Il Gran Premio d’Olanda ha mostrato due volti opposti in casa McLaren. Da un lato la vittoria di Oscar Piastri, capace di gestire la gara con maturità e velocità, dall’altro la delusione per il ritiro di Lando Norris, costretto a fermarsi quando un doppio podio sembrava ormai a portata di mano.
La cronaca della gara
Al via Piastri ha mantenuto la leadership, mentre Norris ha perso una posizione a vantaggio di Max Verstappen. Dopo pochi giri, però, l’inglese ha reagito superando l’idolo di casa e riportandosi in seconda posizione. La corsa è stata segnata da due interventi della Safety Car: il primo per l’uscita di pista di Lewis Hamilton, il secondo per un contatto tra Charles Leclerc e Kimi Antonelli. In entrambe le occasioni, le McLaren hanno scelto di rientrare ai box per montare gomme dure, mantenendo così il controllo della gara.
Piastri ha condotto con autorità fino alla bandiera a scacchi, conquistando anche il giro più veloce in 1’12”271 al 60° passaggio. Norris, invece, è stato fermato da un problema tecnico sul telaio al 59° giro, quando occupava solidamente la seconda posizione, venendo classificato al 18° posto.

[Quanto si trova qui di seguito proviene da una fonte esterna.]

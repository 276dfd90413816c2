use tracing::debug;

mod server;
pub mod logging;
mod acme;
mod backends;
mod error;

pub use server::{HttpMode, ServerSettings};
pub use logging::LogSettings;
pub use acme::{AcmeSettings, LETS_ENCRYPT_PRODUCTION};
pub use backends::{parse_domains, BackendSettings};
pub use error::SettingsError;

pub type Result<T> = std::result::Result<T, SettingsError>;
pub use server::parse_env_var;

/// 프로세스 시작 시 환경 변수에서 한 번 읽는 전체 설정입니다.
#[derive(Debug, Clone, Default)]
pub struct Settings {
    // 리스너 설정
    pub server: ServerSettings,

    // 인증서 발급/캐시 설정
    pub acme: AcmeSettings,

    // 도메인 목록
    pub backends: BackendSettings,

    // 로깅 설정
    pub logging: LogSettings,
}

impl Settings {
    pub fn from_env() -> Result<Self> {
        let settings = Self {
            server: ServerSettings::from_env()?,
            acme: AcmeSettings::from_env()?,
            backends: BackendSettings::from_env()?,
            logging: LogSettings::from_env()?,
        };

        debug!(
            domains = ?settings.backends.domains,
            http_mode = ?settings.server.http_mode,
            cache_dir = %settings.acme.cache_dir.display(),
            "설정 로드 완료"
        );
        Ok(settings)
    }

    /// 설정 유효성 검증
    pub fn validate(&self) -> Result<()> {
        self.server.validate()?;
        self.acme.validate()?;
        if self.backends.domains.is_empty() {
            return Err(SettingsError::EnvVarMissing {
                var_name: "DOMAINS".to_string(),
            });
        }
        Ok(())
    }
}
use reverse_proxy_acme::{logging::init_logging, server::ServerManager, settings::Settings};
use tracing::{error, info};

#[tokio::main]
async fn main() {
    // 설정 로드 (로깅 초기화 전이므로 stderr로 출력)
    let settings = match Settings::from_env() {
        Ok(settings) => settings,
        Err(e) => {
            eprintln!("설정 로드 실패: {}", e);
            std::process::exit(1);
        }
    };

    // 로깅 초기화. guard는 프로세스가 끝날 때까지 유지해야 버퍼가 비워집니다.
    let guard = match init_logging(&settings.logging) {
        Ok(guard) => guard,
        Err(e) => {
            eprintln!("로깅 초기화 실패: {}", e);
            std::process::exit(1);
        }
    };

    let manager = match ServerManager::new(settings) {
        Ok(manager) => manager,
        Err(e) => {
            error!(error = %e, "서버 구성 실패");
            drop(guard);
            std::process::exit(1);
        }
    };

    tokio::select! {
        result = manager.start() => {
            if let Err(e) = result {
                error!(error = %e, "서버 실행 실패");
                drop(guard);
                std::process::exit(1);
            }
        }
        _ = tokio::signal::ctrl_c() => {
            info!("종료 신호 수신, 서버를 종료합니다");
        }
    }
}
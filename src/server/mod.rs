pub mod handler;
pub mod listener;
pub mod error;
pub mod manager;

pub type Result<T> = std::result::Result<T, Error>;

pub use error::Error;
pub use handler::RequestHandler;
pub use listener::ServerListener;
pub use manager::ServerManager;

Le parole dei protagonisti
«Sono davvero felice per questa vittoria» ha dichiarato Piastri, partito dalla pole e sempre al comando. «Mi sono sentito in controllo dall’inizio alla fine, riuscendo a gestire i momenti decisivi. È stato sfortunato per Lando, non vuoi mai guadagnare punti per un ritiro del compagno, ma sono soddisfatto del lavoro fatto dal team.»
Norris, amareggiato per l’epilogo, ha sottolineato: «Non avrei potuto fare nulla di diverso, il problema era fuori dal mio controllo. Stavo disputando una buona gara e il passo era ottimo. Complimenti a Oscar e alla squadra per la vittoria, e congratulazioni a Isack Hadjar per il suo primo podio in Formula 1.»
Il team principal Andrea Stella ha riassunto così il weekend: «Abbiamo vissuto entrambe le facce del motorsport. Da un lato la gioia della vittoria di Oscar, frutto di una prestazione impeccabile; dall’altro il ritiro di Lando, che avrebbe potuto garantirci una doppietta. Abbiamo riscontrato un problema tecnico sul telaio e lo analizzeremo a fondo prima di Monza. È il primo episodio dopo una lunga striscia di affidabilità, ma la squadra resta compatta e determinata.»